Wenn die Schule an der Hatzper Straße in einigen Jahren reaktiviert sei, wolle man die Arbeit mit den Schülern noch intensivieren, da der Weg von dort zur Kleingartenanlage noch kürzer sei. Angedacht sei ein „grünes Klassenzimmer“ für normalen Unterricht.
Das soziale Engagement wolle man auch auf Flüchtlinge ausdehnen und habe damit bereits begonnen. „Ein Syrer arbeitet schon in einem Garten mit und kann vielleicht seine neuen Erfahrungen an andere weitergeben“, so der Vorsitzende.
Das Kleingartenwesen ist eine typisch deutsche Angelegenheit
Man müsse ausprobieren, ob die Arbeit im Kleingarten etwas für Flüchtlinge sei, oder ob sich das typisch deutsche Phänomen Kleingartenwesen gar nicht auf Menschen anderer Nationalität übertragen lasse. „Ich selbst komme aus Kanada. Dort gibt es das gar nicht“, erzählt Brockerhoff.
Da in Haarzopf größere Räumlichkeiten Mangelware seien, stelle man das Vereinsheim neben dem Schulgarten für Nachhilfe und Sprachkurse kostenlos zur Verfügung. Dabei gehe es nicht nur um Deutschkurse für Flüchtlinge, sondern zum Beispiel auch um Kurdischkurse, wenn Familien die Kenntnisse in ihrer nicht mehr verwendeten Muttersprache an folgende Generationen weitergeben wollten.
Kooperation mit der Lebenshilfe ist geplant
Die Räume im Vereinsheim würden auch vom Bürgerverein Haarzopf für den monatlichen Stammtisch und andere Veranstaltungen sowie von der Bürgerbewegung Haarzopf und von Fördervereinen genutzt.
Vereinsmitglieder haben 100 neue Obstbäume gepflanzt
Unter dem an „Fridays for future“ angelehnten Motto „Gärten for future“ haben die Kleingärtner vom Kirschbaumsweg in Haarzopf bereits 100 neue Obstbäume verschiedener Sorten gepflanzt.
Auch Grünstreifen und das sogenannte Straßenbegleitgrün im Umfeld wollen sie zur insektenfreundlichen Wiese umgestalten.

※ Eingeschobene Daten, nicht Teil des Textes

//! Client-side mirror of a character's actions.
//!
//! Plays the cosmetic half of every action the server confirms for one
//! character, and for the locally controlled character also plays actions
//! the moment input happens ("anticipation"). A confirmation arriving for an
//! anticipated action reuses the instance already playing so its effects
//! are not shown twice.

use log::debug;
use shared::action::{Action, ActionFactory, ActionId, ActionRequestData, ClientActionContext, VisualCue};
use shared::{EntityId, WorldQuery};
use std::sync::Arc;

/// Anticipated actions the server never confirms are dropped after this.
pub const ANTICIPATION_TIMEOUT_SECONDS: f32 = 1.0;

pub struct ClientActionPlayer {
    character: EntityId,
    playing: Vec<Box<Action>>,
}

fn context<'a>(
    world: &'a dyn WorldQuery,
    character: EntityId,
    now: f32,
    cues: &'a mut Vec<VisualCue>,
) -> ClientActionContext<'a> {
    ClientActionContext {
        world,
        character,
        now,
        cues,
    }
}

impl ClientActionPlayer {
    pub fn new(character: EntityId) -> Self {
        Self {
            character,
            playing: Vec::new(),
        }
    }

    pub fn character(&self) -> EntityId {
        self.character
    }

    pub fn playing_count(&self) -> usize {
        self.playing.len()
    }

    pub fn is_playing(&self, action_id: ActionId) -> bool {
        self.find_action(action_id, false).is_some()
    }

    pub fn is_anticipating(&self, action_id: ActionId) -> bool {
        self.find_action(action_id, true).is_some()
    }

    /// Whether something is still occupying the character's animation:
    /// an action inside its blocking window.
    pub fn is_animating(&self, now: f32) -> bool {
        self.playing.iter().any(|action| {
            let blocking = action.config().blocking_time();
            blocking > 0.0 && action.time_running(now) < blocking
        })
    }

    fn find_action(&self, action_id: ActionId, anticipated_only: bool) -> Option<usize> {
        self.playing
            .iter()
            .position(|a| a.action_id() == action_id && (!anticipated_only || a.is_anticipated()))
    }

    /// Advances every playing action. Actions that finish, outlive their
    /// duration or wait too long for confirmation are removed; the last
    /// kind is cancelled rather than ended.
    pub fn on_update(
        &mut self,
        factory: &mut ActionFactory,
        world: &dyn WorldQuery,
        now: f32,
        cues: &mut Vec<VisualCue>,
    ) {
        let mut i = self.playing.len();
        while i > 0 {
            i -= 1;
            let mut ctx = context(world, self.character, now, cues);
            let action = &mut self.playing[i];

            let anticipated = action.is_anticipated();
            let keep_going = anticipated || action.on_update_client(&mut ctx);
            let running = action.time_running(now);
            let duration = action.config().duration_seconds;
            let expired = duration > 0.0 && running >= duration;
            let timed_out = anticipated && running >= ANTICIPATION_TIMEOUT_SECONDS;

            if keep_going && !expired && !timed_out {
                continue;
            }
            if timed_out {
                debug!(
                    "Anticipated {} on {} was never confirmed",
                    action.config().name,
                    self.character
                );
                action.cancel_client(&mut ctx);
            } else {
                action.end_client(&mut ctx);
            }
            let finished = self.playing.remove(i);
            factory.return_action(finished);
        }
    }

    /// Plays a server-confirmed action, reusing a matching anticipated
    /// instance if one is playing.
    pub fn play_action(
        &mut self,
        factory: &mut ActionFactory,
        world: &dyn WorldQuery,
        data: ActionRequestData,
        now: f32,
        cues: &mut Vec<VisualCue>,
    ) {
        let mut ctx = context(world, self.character, now, cues);
        match self.find_action(data.action_id, true) {
            Some(index) => {
                let action = &mut self.playing[index];
                *action.data_mut() = data;
                if !action.on_start_client(&mut ctx) {
                    let finished = self.playing.remove(index);
                    factory.return_action(finished);
                }
            }
            None => {
                let Some(mut action) = factory.create(data) else {
                    return;
                };
                if action.on_start_client(&mut ctx) {
                    self.playing.push(action);
                } else {
                    factory.return_action(action);
                }
            }
        }
    }

    /// Starts showing `data` before the server has confirmed it, if the
    /// character is free and the action allows it. Returns whether it did.
    pub fn anticipate_action(
        &mut self,
        factory: &mut ActionFactory,
        world: &dyn WorldQuery,
        data: &ActionRequestData,
        now: f32,
        cues: &mut Vec<VisualCue>,
    ) -> bool {
        if world.is_animating(self.character) {
            return false;
        }
        let Some(config) = factory.catalog().get(data.action_id).map(Arc::clone) else {
            return false;
        };
        if !Action::should_client_anticipate(world, self.character, data, &config) {
            return false;
        }
        let Some(mut action) = factory.create(data.clone()) else {
            return false;
        };
        action.anticipate_action_client(&mut context(world, self.character, now, cues));
        self.playing.push(action);
        true
    }

    pub fn cancel_all_actions(
        &mut self,
        factory: &mut ActionFactory,
        world: &dyn WorldQuery,
        now: f32,
        cues: &mut Vec<VisualCue>,
    ) {
        let mut ctx = context(world, self.character, now, cues);
        for mut action in self.playing.drain(..) {
            action.cancel_client(&mut ctx);
            factory.return_action(action);
        }
    }

    pub fn cancel_all_actions_with_same_prototype_id(
        &mut self,
        factory: &mut ActionFactory,
        world: &dyn WorldQuery,
        action_id: ActionId,
        now: f32,
        cues: &mut Vec<VisualCue>,
    ) {
        let mut ctx = context(world, self.character, now, cues);
        let mut i = self.playing.len();
        while i > 0 {
            i -= 1;
            if self.playing[i].action_id() == action_id {
                let mut action = self.playing.remove(i);
                action.cancel_client(&mut ctx);
                factory.return_action(action);
            }
        }
    }

    pub fn on_stopped_charging_up(
        &mut self,
        world: &dyn WorldQuery,
        percent: f32,
        now: f32,
        cues: &mut Vec<VisualCue>,
    ) {
        let mut ctx = context(world, self.character, now, cues);
        for action in self.playing.iter_mut() {
            action.on_stopped_charging_up_client(&mut ctx, percent);
        }
    }

    /// Returns every playing instance to the pool without running any hooks.
    pub fn release_all(&mut self, factory: &mut ActionFactory) {
        for action in self.playing.drain(..) {
            factory.return_action(action);
        }
    }
}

In Sachen Inklusion wolle man mit der Lebenshilfe kooperieren. „Vielleicht klappt ja ein erstes Treffen noch in dieser Saison, um zu besprechen, wie man Besuche der Menschen mit Behinderung praktisch organisieren könne. Im Prinzip sei alles ebenerdig, „so dass die Bewohner einfach mit dem Rollstuhl herüberrollen“ könnten, so Felix Brockerhoff, der Inklusion als seine Herzensangelegenheit bezeichnet. In seiner alten Heimat Kanada sei der gemeinsame Alltag mit Behinderten viel selbstverständlicher.